Have you ever had that feeling of oh crap, why did I say that? I attended a Corporeal Writing workshop last weekend where we had to introduce ourselves then say what we always wanted to write and what we are experts in.
After the facilitators introduced themselves, the classmember next to me started and before I could figure out what I was going to say, it was my turn.
“Hi all, I’m Deb. I’ve always wanted to write a song.”
What the? Really? Where the hell did that come from? I was there to get some clarity in writing my beast of a memoir. Then I got wrapped around axle on the word “expert.”
“I don’t really think I’m an expert in anything, I’m kind of a jack of all trades. I can’t identify with being an expert.”
As I listened to the rest of my classmates talk about writing from their place of pain, I felt small.
Okay, let’s unpack that.
Truth be told, some of my earliest writing was listening to songs a million times and writing down the lyrics. This was back in the day before they put lyrics on album liners, and way back before you could search for them on the internet. I had a whole notebook of Jim Croce, John Denver, and Elvis Presley lyrics. Music speaks to me so maybe I can relate to writing song lyrics. But is it the thing I most want to write? No, I want to finish this damn memoir.
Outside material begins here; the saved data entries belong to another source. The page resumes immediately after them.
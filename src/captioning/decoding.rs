// Copyright (c) 2025 Fabstir
// SPDX-License-Identifier: BUSL-1.1
//! Backend-independent caption decoding
//!
//! Beam search over any `TokenScorer`. With `do_sample` unset the search is
//! fully deterministic: ties between candidates are broken by beam index and
//! then token id. Sampling draws from a seeded RNG, so a fixed seed still
//! reproduces the same captions.

use rand::distributions::{Distribution, WeightedIndex};
use rand::rngs::StdRng;
use rand::SeedableRng;
use std::cmp::Ordering;

use crate::config::Options;
use crate::error::{Result, VqaError};

/// Default beam width
pub const DEFAULT_BEAM_SIZE: usize = 5;

/// Default number of captions returned per image
pub const DEFAULT_OUT_SIZE: usize = 3;

/// Default maximum caption length in tokens
pub const DEFAULT_MAX_LENGTH: usize = 20;

/// Decoding parameters shared by every caption backend
#[derive(Debug, Clone, PartialEq)]
pub struct DecodingConfig {
    pub beam_size: usize,
    /// Captions kept per image (clamped to `beam_size`)
    pub out_size: usize,
    pub max_length: usize,
    pub temperature: f32,
    /// 0 disables top-k filtering
    pub top_k: usize,
    pub top_p: f32,
    pub repetition_penalty: f32,
    pub length_penalty: f32,
    pub do_sample: bool,
    pub seed: u64,
}

impl Default for DecodingConfig {
    fn default() -> Self {
        Self {
            beam_size: DEFAULT_BEAM_SIZE,
            out_size: DEFAULT_OUT_SIZE,
            max_length: DEFAULT_MAX_LENGTH,
            temperature: 1.0,
            top_k: 0,
            top_p: 1.0,
            repetition_penalty: 1.0,
            length_penalty: 1.0,
            do_sample: false,
            seed: 0,
        }
    }
}

impl DecodingConfig {
    /// Greedy decoding producing one caption
    pub fn greedy(max_length: usize) -> Self {
        Self {
            beam_size: 1,
            out_size: 1,
            max_length,
            ..Self::default()
        }
    }

    /// Read decoding options, accepting both `beam_size` and `num_beams`
    /// style names
    pub fn from_options(options: &Options) -> Result<Self> {
        let d = Self::default();
        let beam_size = first_present(options, &["beam_size", "num_beams"], d.beam_size)?;
        let out_size = first_present(
            options,
            &["out_size", "num_return_sequences", "num_keep_best"],
            d.out_size,
        )?;
        let max_length = first_present(options, &["max_length", "max_gen_length"], d.max_length)?;

        let config = Self {
            beam_size,
            out_size,
            max_length,
            temperature: options.get_f32("temperature", d.temperature)?,
            top_k: options.get_usize("top_k", d.top_k)?,
            top_p: options.get_f32("top_p", d.top_p)?,
            repetition_penalty: options.get_f32("repetition_penalty", d.repetition_penalty)?,
            length_penalty: options.get_f32("length_penalty", d.length_penalty)?,
            do_sample: options.get_bool("do_sample", d.do_sample)?,
            seed: options.get_or("seed", d.seed)?,
        };
        config.validate()?;
        Ok(config)
    }

    pub fn validate(&self) -> Result<()> {
        if self.beam_size == 0 {
            return Err(VqaError::Config("beam_size must be at least 1".to_string()));
        }
        if self.out_size == 0 {
            return Err(VqaError::Config("out_size must be at least 1".to_string()));
        }
        if self.max_length == 0 {
            return Err(VqaError::Config("max_length must be at least 1".to_string()));
        }
        if !(self.temperature > 0.0) {
            return Err(VqaError::Config("temperature must be positive".to_string()));
        }
        if !(self.top_p > 0.0 && self.top_p <= 1.0) {
            return Err(VqaError::Config("top_p must be in (0, 1]".to_string()));
        }
        if !(self.repetition_penalty > 0.0) {
            return Err(VqaError::Config("repetition_penalty must be positive".to_string()));
        }
        Ok(())
    }
}

fn first_present(options: &Options, keys: &[&str], default: usize) -> Result<usize> {
    for key in keys {
        if options.contains(key) {
            return options.get_usize(key, default);
        }
    }
    Ok(default)
}

/// Source of next-token logits for a decoding prefix
///
/// Implementations wrap one decoder forward pass conditioned on one image's
/// visual features.
pub trait TokenScorer {
    fn next_token_logits(&self, prefix: &[u32]) -> Result<Vec<f32>>;
}

/// One finished (or length-capped) decoding
#[derive(Debug, Clone, PartialEq)]
pub struct Hypothesis {
    /// Generated tokens without BOS/EOS
    pub tokens: Vec<u32>,
    /// Sum of token log probabilities
    pub log_prob: f32,
    /// Length-normalized log probability used for ranking
    pub score: f32,
}

impl Hypothesis {
    /// Probability-like confidence in `(0, 1]`
    pub fn confidence(&self) -> f32 {
        self.score.exp()
    }
}

#[derive(Debug, Clone)]
struct Beam {
    tokens: Vec<u32>,
    log_prob: f32,
}

/// Run beam search starting from `bos` until `eos` or `max_length`
///
/// Returns at most `out_size` hypotheses, best first.
pub fn beam_search<S>(scorer: &S, bos: u32, eos: u32, config: &DecodingConfig) -> Result<Vec<Hypothesis>>
where
    S: TokenScorer + ?Sized,
{
    config.validate()?;
    let beam_size = config.beam_size;
    let out_size = config.out_size.min(beam_size);
    let mut rng = StdRng::seed_from_u64(config.seed);

    let mut live = vec![Beam {
        tokens: vec![bos],
        log_prob: 0.0,
    }];
    let mut finished: Vec<Beam> = Vec::new();

    for _ in 0..config.max_length {
        let mut candidates: Vec<(usize, u32, f32)> = Vec::new();

        for (b, beam) in live.iter().enumerate() {
            let mut logits = scorer.next_token_logits(&beam.tokens)?;
            if logits.is_empty() {
                return Err(VqaError::CaptionGeneration(
                    "decoder returned empty logits".to_string(),
                ));
            }
            apply_repetition_penalty(&mut logits, &beam.tokens[1..], config.repetition_penalty);
            let log_probs = log_softmax(&logits, config.temperature);

            let picks = if config.do_sample {
                sample_tokens(&log_probs, beam_size, config.top_k, config.top_p, &mut rng)?
            } else {
                top_tokens(&log_probs, beam_size)
            };

            for token in picks {
                candidates.push((b, token, beam.log_prob + log_probs[token as usize]));
            }
        }

        candidates.sort_by(|a, b| {
            b.2.total_cmp(&a.2)
                .then(a.0.cmp(&b.0))
                .then(a.1.cmp(&b.1))
        });

        let mut next = Vec::with_capacity(beam_size);
        for (b, token, log_prob) in candidates {
            let mut tokens = live[b].tokens.clone();
            if token == eos {
                finished.push(Beam { tokens, log_prob });
            } else {
                tokens.push(token);
                next.push(Beam { tokens, log_prob });
            }
            if next.len() == beam_size {
                break;
            }
        }

        live = next;
        if live.is_empty() || finished.len() >= beam_size {
            break;
        }
    }

    finished.extend(live);

    let mut hypotheses: Vec<Hypothesis> = finished
        .into_iter()
        .map(|beam| {
            let tokens = beam.tokens[1..].to_vec();
            let length = tokens.len().max(1) as f32;
            Hypothesis {
                score: beam.log_prob / length.powf(config.length_penalty),
                log_prob: beam.log_prob,
                tokens,
            }
        })
        .collect();

    hypotheses.sort_by(|a, b| b.score.total_cmp(&a.score).then_with(|| a.tokens.cmp(&b.tokens)));
    hypotheses.dedup_by(|a, b| a.tokens == b.tokens);
    hypotheses.truncate(out_size);
    Ok(hypotheses)
}

/// CTRL-style penalty on tokens already generated
pub fn apply_repetition_penalty(logits: &mut [f32], generated: &[u32], penalty: f32) {
    if (penalty - 1.0).abs() < f32::EPSILON {
        return;
    }
    let mut seen = std::collections::HashSet::new();
    for &token in generated {
        if !seen.insert(token) {
            continue;
        }
        if let Some(logit) = logits.get_mut(token as usize) {
            *logit = if *logit > 0.0 {
                *logit / penalty
            } else {
                *logit * penalty
            };
        }
    }
}

/// Numerically stable log-softmax of `logits / temperature`
pub fn log_softmax(logits: &[f32], temperature: f32) -> Vec<f32> {
    let t = if temperature > 0.0 { temperature } else { 1.0 };
    let scaled: Vec<f32> = logits.iter().map(|l| l / t).collect();
    let max = scaled.iter().copied().fold(f32::NEG_INFINITY, f32::max);
    let sum: f32 = scaled.iter().map(|l| (l - max).exp()).sum();
    let log_sum = max + sum.ln();
    scaled.iter().map(|l| l - log_sum).collect()
}

/// Indices of the `k` largest values, largest first, ties by lower index
pub fn top_tokens(log_probs: &[f32], k: usize) -> Vec<u32> {
    let mut indexed: Vec<(usize, f32)> = log_probs.iter().copied().enumerate().collect();
    indexed.sort_by(|a, b| match b.1.total_cmp(&a.1) {
        Ordering::Equal => a.0.cmp(&b.0),
        other => other,
    });
    indexed.into_iter().take(k).map(|(i, _)| i as u32).collect()
}

/// Draw up to `n` distinct tokens after top-k / nucleus filtering
fn sample_tokens(
    log_probs: &[f32],
    n: usize,
    top_k: usize,
    top_p: f32,
    rng: &mut StdRng,
) -> Result<Vec<u32>> {
    let ranked = top_tokens(log_probs, if top_k == 0 { log_probs.len() } else { top_k });

    let mut pool: Vec<(u32, f32)> = Vec::with_capacity(ranked.len());
    let mut cumulative = 0.0;
    for token in ranked {
        let p = log_probs[token as usize].exp();
        pool.push((token, p));
        cumulative += p;
        if cumulative >= top_p {
            break;
        }
    }

    let mut picks = Vec::with_capacity(n.min(pool.len()));
    while picks.len() < n && !pool.is_empty() {
        let dist = WeightedIndex::new(pool.iter().map(|(_, p)| *p))
            .map_err(|e| VqaError::CaptionGeneration(format!("sampling failed: {}", e)))?;
        let (token, _) = pool.swap_remove(dist.sample(rng));
        picks.push(token);
    }
    Ok(picks)
}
On to the second thing that stumped me.
I could not in any way identify with the word expert. I once considered changing careers to teach, but didn’t make the leap because I couldn’t imagine standing in front of a class not knowing everything. That perfectionism seems ludicrious looking back on it now. I’m a recovering perfectionist but find myself occasionally relapsing into old habits like a comfortable pair of slippers.
The next time I’m asked to introduce myself, telling the one thing I want to write and what I’m an expert in, I’ll say: “Hi, I’m Deb. I’d really like to finish my memoir of having a mentally ill mother so others in similar situations know they’re not alone…and I can parallel park my car like a boss.”